Stored entries
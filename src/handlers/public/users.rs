use axum::{extract::State, Json};
use serde::Deserialize;

use crate::database::models::User;
use crate::handlers::AppState;
use crate::middleware::{ApiResponse, ApiResult};

#[derive(Debug, Deserialize)]
pub struct RegistrationRequest {
    #[serde(alias = "displayName")]
    pub display_name: String,
}

/// POST /api/users/register
pub async fn user_register(State(state): State<AppState>, Json(request): Json<RegistrationRequest>) -> ApiResult<User> {
    let user = state.users.register(&request.display_name).await?;
    Ok(ApiResponse::created(user))
}
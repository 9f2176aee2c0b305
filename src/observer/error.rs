use thiserror::Error;

/// Notification delivery errors. Never surfaced to callers of the list service.
#[derive(Debug, Error, Clone, PartialEq, Eq)]
pub enum ObserverError {
    #[error("Sink error: {0}")]
    SinkError(String),

    #[error("Timeout error: {0}")]
    TimeoutError(String),

    #[error("Dispatcher stopped")]
    ChannelClosed,
}
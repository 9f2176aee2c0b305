use super::error::FilterError;
use super::filter_order::FilterOrder;
use super::registry::accessor;
use super::types::{FilterSpec, SortSpec};
use crate::database::models::TodoItem;

/// Filter and/or sort over a list's items, driven by the attribute registry
#[derive(Debug, Clone, Default)]
pub struct Filter {
    filter: Option<FilterSpec>,
    sort: Option<SortSpec>,
}

impl Filter {
    pub fn new() -> Self {
        Self::default()
    }

    pub fn filter(mut self, spec: FilterSpec) -> Self {
        self.filter = Some(spec);
        self
    }

    pub fn sort(mut self, spec: SortSpec) -> Self {
        self.sort = Some(spec);
        self
    }

    pub fn is_empty(&self) -> bool {
        self.filter.is_none() && self.sort.is_none()
    }

    /// Keep matching items in their original relative order, then sort if requested.
    pub fn apply(&self, items: Vec<TodoItem>) -> Result<Vec<TodoItem>, FilterError> {
        let mut items = match &self.filter {
            Some(spec) => {
                let matches = accessor(spec.attribute)?.matches;
                items.into_iter().filter(|item| matches(item, &spec.key)).collect()
            }
            None => items,
        };

        if let Some(spec) = &self.sort {
            FilterOrder::sort(&mut items, spec)?;
        }

        Ok(items)
    }
}

#[cfg(test)]
mod tests {
    use super::*;
    use crate::database::models::{PriorityType, StatusType};
    use crate::filter::types::{AttributeType, SortDirection};
    use uuid::Uuid;

    fn item(name: &str, priority: PriorityType, status: StatusType) -> TodoItem {
        let mut item = TodoItem::new(Uuid::nil(), name);
        item.priority = priority;
        item.status = status;
        item
    }

    fn names(items: &[TodoItem]) -> Vec<&str> {
        items.iter().map(|i| i.name.as_str()).collect()
    }

    #[test]
    fn filter_keeps_relative_order() {
        let items = vec![
            item("w", PriorityType::Low, StatusType::Completed),
            item("x", PriorityType::Medium, StatusType::InProgress),
            item("y", PriorityType::High, StatusType::Completed),
            item("z", PriorityType::Critical, StatusType::NotStarted),
        ];

        let out = Filter::new()
            .filter(FilterSpec::new(AttributeType::Status, Some("Completed")))
            .apply(items)
            .unwrap();

        assert_eq!(names(&out), vec!["w", "y"]);
    }

    #[test]
    fn filter_then_sort() {
        let items = vec![
            item("Banana", PriorityType::Critical, StatusType::NotStarted),
            item("Cherry", PriorityType::High, StatusType::NotStarted),
            item("Apple", PriorityType::High, StatusType::NotStarted),
        ];

        let out = Filter::new()
            .filter(FilterSpec::new(AttributeType::Priority, Some("High")))
            .sort(SortSpec::new(AttributeType::Name, Some(SortDirection::Asc)))
            .apply(items)
            .unwrap();

        assert_eq!(names(&out), vec!["Apple", "Cherry"]);
    }

    #[test]
    fn empty_filter_is_identity() {
        let items = vec![item("b", PriorityType::Low, StatusType::NotStarted), item("a", PriorityType::Low, StatusType::NotStarted)];
        let filter = Filter::new();
        assert!(filter.is_empty());
        assert_eq!(names(&filter.apply(items).unwrap()), vec!["b", "a"]);
    }
}
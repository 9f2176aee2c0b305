use std::time::Duration;

use sqlx::{postgres::PgPoolOptions, PgPool};
use tracing::info;

use crate::config::DatabaseConfig;
use crate::database::store::StoreError;

/// Builds and checks the Postgres connection pool
pub struct DatabaseManager;

impl DatabaseManager {
    /// Connect a pool using the configured URL and limits
    pub async fn connect(config: &DatabaseConfig) -> Result<PgPool, StoreError> {
        let url = config
            .url
            .as_deref()
            .ok_or_else(|| StoreError::Backend("DATABASE_URL is not configured".to_string()))?;

        let pool = PgPoolOptions::new()
            .max_connections(config.max_connections)
            .acquire_timeout(Duration::from_secs(config.connection_timeout))
            .connect(url)
            .await?;

        info!("Created database pool (max_connections={})", config.max_connections);
        Ok(pool)
    }

    /// Pings the pool to ensure connectivity
    pub async fn health_check(pool: &PgPool) -> Result<(), StoreError> {
        sqlx::query("SELECT 1").execute(pool).await?;
        Ok(())
    }
}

• **YOUR OBJECTIVE**
Lines with "DatabaseManager" in them are what the answer must contain; copy each from the records above.

• **RESULT OF THIS TASK**
pub struct DatabaseManager;
impl DatabaseManager {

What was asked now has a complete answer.